→ Problem:
Would you print every entry exactly as it appears?

++++ Data records ++++

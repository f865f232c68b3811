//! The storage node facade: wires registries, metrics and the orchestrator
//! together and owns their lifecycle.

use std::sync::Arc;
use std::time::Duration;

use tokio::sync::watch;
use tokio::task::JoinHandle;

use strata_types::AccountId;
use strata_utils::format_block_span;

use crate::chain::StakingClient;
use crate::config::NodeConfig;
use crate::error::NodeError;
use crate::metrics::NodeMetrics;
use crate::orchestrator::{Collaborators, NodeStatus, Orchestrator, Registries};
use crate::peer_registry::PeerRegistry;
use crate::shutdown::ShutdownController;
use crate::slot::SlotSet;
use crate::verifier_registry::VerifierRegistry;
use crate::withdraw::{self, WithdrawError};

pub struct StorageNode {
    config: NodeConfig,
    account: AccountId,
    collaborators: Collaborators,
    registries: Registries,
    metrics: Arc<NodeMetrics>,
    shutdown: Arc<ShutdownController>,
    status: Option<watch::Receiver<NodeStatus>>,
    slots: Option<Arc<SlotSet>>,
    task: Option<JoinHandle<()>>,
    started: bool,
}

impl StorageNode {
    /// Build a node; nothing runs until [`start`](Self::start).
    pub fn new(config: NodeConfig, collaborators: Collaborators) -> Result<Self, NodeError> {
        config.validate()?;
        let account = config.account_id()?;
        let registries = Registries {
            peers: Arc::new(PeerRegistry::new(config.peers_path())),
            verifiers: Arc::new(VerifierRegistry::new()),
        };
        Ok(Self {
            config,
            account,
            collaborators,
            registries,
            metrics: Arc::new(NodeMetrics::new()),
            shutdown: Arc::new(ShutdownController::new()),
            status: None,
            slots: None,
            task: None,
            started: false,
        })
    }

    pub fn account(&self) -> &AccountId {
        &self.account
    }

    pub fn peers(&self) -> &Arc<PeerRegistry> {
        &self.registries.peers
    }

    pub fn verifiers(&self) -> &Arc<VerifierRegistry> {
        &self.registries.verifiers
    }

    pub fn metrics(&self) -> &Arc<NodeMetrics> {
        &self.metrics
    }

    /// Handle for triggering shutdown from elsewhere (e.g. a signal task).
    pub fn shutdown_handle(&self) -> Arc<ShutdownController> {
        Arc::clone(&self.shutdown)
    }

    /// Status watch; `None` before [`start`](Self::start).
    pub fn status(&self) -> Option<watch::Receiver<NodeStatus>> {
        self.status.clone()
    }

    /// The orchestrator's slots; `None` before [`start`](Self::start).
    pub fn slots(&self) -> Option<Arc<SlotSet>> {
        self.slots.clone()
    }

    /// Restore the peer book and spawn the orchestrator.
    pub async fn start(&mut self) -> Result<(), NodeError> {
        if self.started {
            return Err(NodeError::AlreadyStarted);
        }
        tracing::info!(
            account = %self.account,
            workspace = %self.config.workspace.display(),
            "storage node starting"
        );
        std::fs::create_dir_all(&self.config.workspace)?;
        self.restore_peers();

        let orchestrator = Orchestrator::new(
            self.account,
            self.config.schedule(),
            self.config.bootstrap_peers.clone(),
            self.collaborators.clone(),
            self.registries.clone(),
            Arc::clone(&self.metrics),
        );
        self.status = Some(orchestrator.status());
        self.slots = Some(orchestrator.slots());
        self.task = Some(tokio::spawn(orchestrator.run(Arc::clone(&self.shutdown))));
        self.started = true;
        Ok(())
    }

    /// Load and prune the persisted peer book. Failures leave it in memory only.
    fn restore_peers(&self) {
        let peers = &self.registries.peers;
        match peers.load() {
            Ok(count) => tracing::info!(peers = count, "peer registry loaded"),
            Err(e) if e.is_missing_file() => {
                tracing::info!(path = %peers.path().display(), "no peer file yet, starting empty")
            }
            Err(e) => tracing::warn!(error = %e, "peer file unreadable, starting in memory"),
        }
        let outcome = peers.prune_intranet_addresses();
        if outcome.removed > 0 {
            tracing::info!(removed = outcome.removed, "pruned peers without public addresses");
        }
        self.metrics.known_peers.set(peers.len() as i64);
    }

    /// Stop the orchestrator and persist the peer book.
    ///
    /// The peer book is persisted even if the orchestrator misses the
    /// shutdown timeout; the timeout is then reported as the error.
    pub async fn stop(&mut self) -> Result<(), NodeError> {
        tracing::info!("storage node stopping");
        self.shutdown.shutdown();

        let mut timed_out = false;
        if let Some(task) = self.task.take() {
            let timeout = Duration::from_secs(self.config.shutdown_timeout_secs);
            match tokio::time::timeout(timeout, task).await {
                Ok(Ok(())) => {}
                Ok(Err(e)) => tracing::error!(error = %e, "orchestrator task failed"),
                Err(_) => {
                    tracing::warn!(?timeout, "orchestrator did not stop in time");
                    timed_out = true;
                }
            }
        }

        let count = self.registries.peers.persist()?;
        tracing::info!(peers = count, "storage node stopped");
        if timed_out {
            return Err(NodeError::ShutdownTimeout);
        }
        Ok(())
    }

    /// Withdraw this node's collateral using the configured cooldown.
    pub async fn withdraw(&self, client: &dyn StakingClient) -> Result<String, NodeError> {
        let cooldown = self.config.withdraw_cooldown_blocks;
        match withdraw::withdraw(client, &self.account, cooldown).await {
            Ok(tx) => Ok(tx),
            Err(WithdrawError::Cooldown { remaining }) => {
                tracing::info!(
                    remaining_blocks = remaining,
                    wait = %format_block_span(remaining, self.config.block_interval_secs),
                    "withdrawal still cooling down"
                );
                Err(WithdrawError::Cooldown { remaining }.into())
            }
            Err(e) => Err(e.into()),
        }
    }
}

++++

→ Task answer:
repository f865f232c68b3811
//! The storage node facade: wires registries, metrics and the orchestrator
//! together and owns their lifecycle.

use std::sync::Arc;
use std::time::Duration;

use tokio::sync::watch;
use tokio::task::JoinHandle;

use strata_types::AccountId;
use strata_utils::format_block_span;

use crate::chain::StakingClient;
use crate::config::NodeConfig;
use crate::error::NodeError;
use crate::metrics::NodeMetrics;
use crate::orchestrator::{Collaborators, NodeStatus, Orchestrator, Registries};
use crate::peer_registry::PeerRegistry;
use crate::shutdown::ShutdownController;
use crate::slot::SlotSet;
use crate::verifier_registry::VerifierRegistry;
use crate::withdraw::{self, WithdrawError};

pub struct StorageNode {
    config: NodeConfig,
    account: AccountId,
    collaborators: Collaborators,
    registries: Registries,
    metrics: Arc<NodeMetrics>,
    shutdown: Arc<ShutdownController>,
    status: Option<watch::Receiver<NodeStatus>>,
    slots: Option<Arc<SlotSet>>,
    task: Option<JoinHandle<()>>,
    started: bool,
}

impl StorageNode {
    /// Build a node; nothing runs until [`start`](Self::start).
    pub fn new(config: NodeConfig, collaborators: Collaborators) -> Result<Self, NodeError> {
        config.validate()?;
        let account = config.account_id()?;
        let registries = Registries {
            peers: Arc::new(PeerRegistry::new(config.peers_path())),
            verifiers: Arc::new(VerifierRegistry::new()),
        };
        Ok(Self {
            config,
            account,
            collaborators,
            registries,
            metrics: Arc::new(NodeMetrics::new()),
            shutdown: Arc::new(ShutdownController::new()),
            status: None,
            slots: None,
            task: None,
            started: false,
        })
    }

    pub fn account(&self) -> &AccountId {
        &self.account
    }

    pub fn peers(&self) -> &Arc<PeerRegistry> {
        &self.registries.peers
    }

    pub fn verifiers(&self) -> &Arc<VerifierRegistry> {
        &self.registries.verifiers
    }

    pub fn metrics(&self) -> &Arc<NodeMetrics> {
        &self.metrics
    }

    /// Handle for triggering shutdown from elsewhere (e.g. a signal task).
    pub fn shutdown_handle(&self) -> Arc<ShutdownController> {
        Arc::clone(&self.shutdown)
    }

    /// Status watch; `None` before [`start`](Self::start).
    pub fn status(&self) -> Option<watch::Receiver<NodeStatus>> {
        self.status.clone()
    }

    /// The orchestrator's slots; `None` before [`start`](Self::start).
    pub fn slots(&self) -> Option<Arc<SlotSet>> {
        self.slots.clone()
    }

    /// Restore the peer book and spawn the orchestrator.
    pub async fn start(&mut self) -> Result<(), NodeError> {
        if self.started {
            return Err(NodeError::AlreadyStarted);
        }
        tracing::info!(
            account = %self.account,
            workspace = %self.config.workspace.display(),
            "storage node starting"
        );
        std::fs::create_dir_all(&self.config.workspace)?;
        self.restore_peers();

        let orchestrator = Orchestrator::new(
            self.account,
            self.config.schedule(),
            self.config.bootstrap_peers.clone(),
            self.collaborators.clone(),
            self.registries.clone(),
            Arc::clone(&self.metrics),
        );
        self.status = Some(orchestrator.status());
        self.slots = Some(orchestrator.slots());
        self.task = Some(tokio::spawn(orchestrator.run(Arc::clone(&self.shutdown))));
        self.started = true;
        Ok(())
    }

    /// Load and prune the persisted peer book. Failures leave it in memory only.
    fn restore_peers(&self) {
        let peers = &self.registries.peers;
        match peers.load() {
            Ok(count) => tracing::info!(peers = count, "peer registry loaded"),
            Err(e) if e.is_missing_file() => {
                tracing::info!(path = %peers.path().display(), "no peer file yet, starting empty")
            }
            Err(e) => tracing::warn!(error = %e, "peer file unreadable, starting in memory"),
        }
        let outcome = peers.prune_intranet_addresses();
        if outcome.removed > 0 {
            tracing::info!(removed = outcome.removed, "pruned peers without public addresses");
        }
        self.metrics.known_peers.set(peers.len() as i64);
    }

    /// Stop the orchestrator and persist the peer book.
    ///
    /// The peer book is persisted even if the orchestrator misses the
    /// shutdown timeout; the timeout is then reported as the error.
    pub async fn stop(&mut self) -> Result<(), NodeError> {
        tracing::info!("storage node stopping");
        self.shutdown.shutdown();

        let mut timed_out = false;
        if let Some(task) = self.task.take() {
            let timeout = Duration::from_secs(self.config.shutdown_timeout_secs);
            match tokio::time::timeout(timeout, task).await {
                Ok(Ok(())) => {}
                Ok(Err(e)) => tracing::error!(error = %e, "orchestrator task failed"),
                Err(_) => {
                    tracing::warn!(?timeout, "orchestrator did not stop in time");
                    timed_out = true;
                }
            }
        }

        let count = self.registries.peers.persist()?;
        tracing::info!(peers = count, "storage node stopped");
        if timed_out {
            return Err(NodeError::ShutdownTimeout);
        }
        Ok(())
    }

    /// Withdraw this node's collateral using the configured cooldown.
    pub async fn withdraw(&self, client: &dyn StakingClient) -> Result<String, NodeError> {
        let cooldown = self.config.withdraw_cooldown_blocks;
        match withdraw::withdraw(client, &self.account, cooldown).await {
            Ok(tx) => Ok(tx),
            Err(WithdrawError::Cooldown { remaining }) => {
                tracing::info!(
                    remaining_blocks = remaining,
                    wait = %format_block_span(remaining, self.config.block_interval_secs),
                    "withdrawal still cooling down"
                );
                Err(WithdrawError::Cooldown { remaining }.into())
            }
            Err(e) => Err(e.into()),
        }
    }
}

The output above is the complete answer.